CRISIS HOSPITALARIA EN VENEZUELA

El avance de la crisis social, económica y política de Venezuela, impacta negativamente al sector salud. El deterioro de las estructuras físicas de los hospitales, la falta de insumos, y la creciente emigración de los profesionales de la medicina, y de mantenimiento, hacia otras latitudes, u otros sectores productivos, en busca de mejoras salariales, y calidad de vida, son elementos que el gobierno nacional pretende desconocer, mediante la excusa irresponsable de culpar a otros de sus desaciertos ideológicos.

La calidad de vida de la población se ha deteriorado a la velocidad de la luz en los últimos 23 años. La inversión para el sector salud por parte del gobierno nacional no se registra en ningún instrumento visible y confiable. Ni siquiera los anuncios publicitarios, que en forma de panfletos se generan desde las altas esferas del poder, para distraer la atención de los ciudadanos, alcanzan a consolarlos sobre lo deprimente que se encuentra el sector. 

La escasez de medicamentos, y equipos, ha generado la suspensión de intervenciones quirúrgicas, y lo que es peor, los funcionarios de mantenimiento se niegan a hacer la limpieza de los quirófanos, porque no hay los insumos para hacerlo, y temen por su propia salud. Pacientes ingresan a esos quirófanos para ser operados por una patología, y posteriormente resultan con otra de mayores dimensiones, porque se contaminan durante la misma.

Los registros de organismos internacionales no son alentadores para la gestión de los llamados revolucionarios del siglo XXI. Según el Índice Global de Seguridad Sanitaria (GHS Índex), que mide las capacidades de 195 países para prevenir, y responder a amenazas sanitarias, Venezuela obtuvo en 2021, un puntaje de 20.9 sobre 100, ubicándose como el peor de América Latina, y uno de los 10 peores del mundo. La situación no ha mejorado en 2023. De acuerdo con el informe semestral de la Encuesta Nacional de Hospitales, durante el primer trimestre de 2023, el desabastecimiento de insumos en las emergencias de los hospitales del país, alcanzó en promedio un 48,5%, mientras que el desabastecimiento de insumos para los quirófanos, alcanzó el 73,2%. Además, la baja operatividad de los servicios de laboratorio, rayos x, ecografías, tomografía y resonancia magnética, ha obligado a los pacientes a llevar sus propios insumos para ser atendidos.

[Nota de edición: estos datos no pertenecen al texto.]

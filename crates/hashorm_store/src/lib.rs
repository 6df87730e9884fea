//! # HashORM Store
//!
//! Backing-store trait and implementations for HashORM.
//!
//! This crate provides the lowest-level storage abstraction for
//! HashORM. Stores are **flat string stores** offering key-value,
//! hash and list primitives - they do not interpret the records they
//! hold.
//!
//! ## Design Principles
//!
//! - Stores expose the narrow command set the mapper needs (get, set,
//!   exists, del, hget, hset, hdel, rpush, lrange)
//! - No knowledge of HashORM key layout, counters, or tombstones
//! - Must be `Send + Sync` for concurrent access
//! - HashORM owns all record layout interpretation
//!
//! ## Available Stores
//!
//! - [`MemoryStore`] - For testing and ephemeral storage
//!
//! A networked Redis client can be adapted to [`HashStore`] by
//! forwarding each method to the matching command.
//!
//! ## Example
//!
//! ```rust
//! use hashorm_store::{HashStore, MemoryStore};
//!
//! let mut store = MemoryStore::new();
//! store.set("app:User:__latest__", "0").unwrap();
//! assert!(store.exists("app:User:__latest__").unwrap());
//! ```

#![deny(unsafe_code)]
#![warn(missing_docs)]

mod error;
mod memory;
mod store;

pub use error::{StorageError, StorageResult};
pub use memory::MemoryStore;
pub use store::HashStore;
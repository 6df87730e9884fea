//! Hash store trait definition.

use crate::error::StorageResult;

/// A key-value hash store backing HashORM.
///
/// Stores are **flat string stores**: keys map to plain string values,
/// field-value hashes, or lists of strings. HashORM owns all record
/// layout interpretation - stores do not understand entities, schemas,
/// counters or tombstones.
///
/// # Invariants
///
/// - `get` returns exactly the value previously passed to `set`
/// - `hget` returns exactly the value previously passed to `hset` for
///   that field, or `None` after `hdel`
/// - `del` and `hdel` on absent keys/fields are no-ops
/// - `rpush` appends; `lrange` returns elements in push order
/// - Operating on a key holding a different kind of value fails with
///   [`StorageError::WrongType`](crate::StorageError::WrongType)
/// - Implementors must be `Send + Sync`
///
/// # Implementors
///
/// - [`super::MemoryStore`] - In-memory, for tests and ephemeral data
///
/// A networked Redis client satisfies this trait by forwarding each
/// method to the corresponding command (`GET`, `SET`, `EXISTS`,
/// `HGET`, `HSET`, `HDEL`, `DEL`, `RPUSH`, `LRANGE key 0 -1`).
pub trait HashStore: Send + Sync {
    /// Returns the string value at `key`, or `None` if absent.
    ///
    /// # Errors
    ///
    /// Returns an error if the key holds a hash or list, or on a
    /// backend failure.
    fn get(&self, key: &str) -> StorageResult<Option<String>>;

    /// Sets the string value at `key`, replacing any previous value.
    ///
    /// # Errors
    ///
    /// Returns an error on a backend failure.
    fn set(&mut self, key: &str, value: &str) -> StorageResult<()>;

    /// Returns whether any value exists at `key`.
    ///
    /// # Errors
    ///
    /// Returns an error on a backend failure.
    fn exists(&self, key: &str) -> StorageResult<bool>;

    /// Removes the value at `key`, whatever its kind. No-op if absent.
    ///
    /// # Errors
    ///
    /// Returns an error on a backend failure.
    fn del(&mut self, key: &str) -> StorageResult<()>;

    /// Returns the value of `field` in the hash at `key`.
    ///
    /// Returns `None` if the key or the field is absent.
    ///
    /// # Errors
    ///
    /// Returns an error if the key holds a non-hash value, or on a
    /// backend failure.
    fn hget(&self, key: &str, field: &str) -> StorageResult<Option<String>>;

    /// Sets `field` to `value` in the hash at `key`, creating the hash
    /// if needed.
    ///
    /// # Errors
    ///
    /// Returns an error if the key holds a non-hash value, or on a
    /// backend failure.
    fn hset(&mut self, key: &str, field: &str, value: &str) -> StorageResult<()>;

    /// Removes `field` from the hash at `key`. No-op if absent.
    ///
    /// # Errors
    ///
    /// Returns an error if the key holds a non-hash value, or on a
    /// backend failure.
    fn hdel(&mut self, key: &str, field: &str) -> StorageResult<()>;

    /// Appends `value` to the list at `key`, creating the list if
    /// needed.
    ///
    /// # Errors
    ///
    /// Returns an error if the key holds a non-list value, or on a
    /// backend failure.
    fn rpush(&mut self, key: &str, value: &str) -> StorageResult<()>;

    /// Returns every element of the list at `key`, in push order.
    ///
    /// Returns an empty list if the key is absent.
    ///
    /// # Errors
    ///
    /// Returns an error if the key holds a non-list value, or on a
    /// backend failure.
    fn lrange(&self, key: &str) -> StorageResult<Vec<String>>;
}
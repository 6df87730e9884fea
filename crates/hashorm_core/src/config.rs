//! Repository configuration.

/// Configuration for a repository's key layout.
///
/// Every storage key is composed as
/// `prefix<separator>EntityType<separator>segment`, where the segment
/// is a record id, the identifier-counter name, or the sorted-index
/// name.
#[derive(Debug, Clone)]
pub struct RepositoryConfig {
    /// Prefix namespacing all keys of this repository.
    pub prefix: String,

    /// Separator joining the key parts.
    pub separator: String,

    /// Segment name of the per-type identifier counter.
    ///
    /// Must keep the reserved `__name__` shape so it can never collide
    /// with a declared column.
    pub counter_segment: String,
}

impl Default for RepositoryConfig {
    fn default() -> Self {
        Self {
            prefix: "hashorm".to_owned(),
            separator: ":".to_owned(),
            counter_segment: "__latest__".to_owned(),
        }
    }
}

impl RepositoryConfig {
    /// Creates a configuration with default values.
    #[must_use]
    pub fn new() -> Self {
        Self::default()
    }

    /// Sets the key prefix.
    #[must_use]
    pub fn prefix(mut self, prefix: impl Into<String>) -> Self {
        self.prefix = prefix.into();
        self
    }

    /// Sets the key separator.
    #[must_use]
    pub fn separator(mut self, separator: impl Into<String>) -> Self {
        self.separator = separator.into();
        self
    }

    /// Sets the identifier-counter segment name.
    #[must_use]
    pub fn counter_segment(mut self, segment: impl Into<String>) -> Self {
        self.counter_segment = segment.into();
        self
    }
}

#[cfg(test)]
mod tests {
    use super::*;

    #[test]
    fn defaults() {
        let config = RepositoryConfig::default();
        assert_eq!(config.prefix, "hashorm");
        assert_eq!(config.separator, ":");
        assert_eq!(config.counter_segment, "__latest__");
    }

    #[test]
    fn builder_overrides() {
        let config = RepositoryConfig::new()
            .prefix("app")
            .separator("/")
            .counter_segment("__next__");
        assert_eq!(config.prefix, "app");
        assert_eq!(config.separator, "/");
        assert_eq!(config.counter_segment, "__next__");
    }
}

Uno de los aspectos más dramáticos de la crisis hospitalaria es el que afecta a las mujeres embarazadas, y a los recién nacidos. En varios hospitales del país, se han registrado casos de parturientas que son atendidas en el piso, o en condiciones insalubres por falta de camas, equipos y personal. Según el informe de situación humanitaria elaborado por la OCHA para enero-febrero de 2023, la respuesta humanitaria alcanzó a 365.000 personas, con algún tipo de asistencia, en 24 estados de Venezuela. Sin embrago, esta cifra es insuficiente frente a las necesidades crecientes de la población.

La crisis hospitalaria en Venezuela es una muestra más del deterioro institucional, social y económico que vive el país bajo el régimen de Maduro. Se trata de una violación sistemática del derecho humano a la salud que requiere de una respuesta urgente.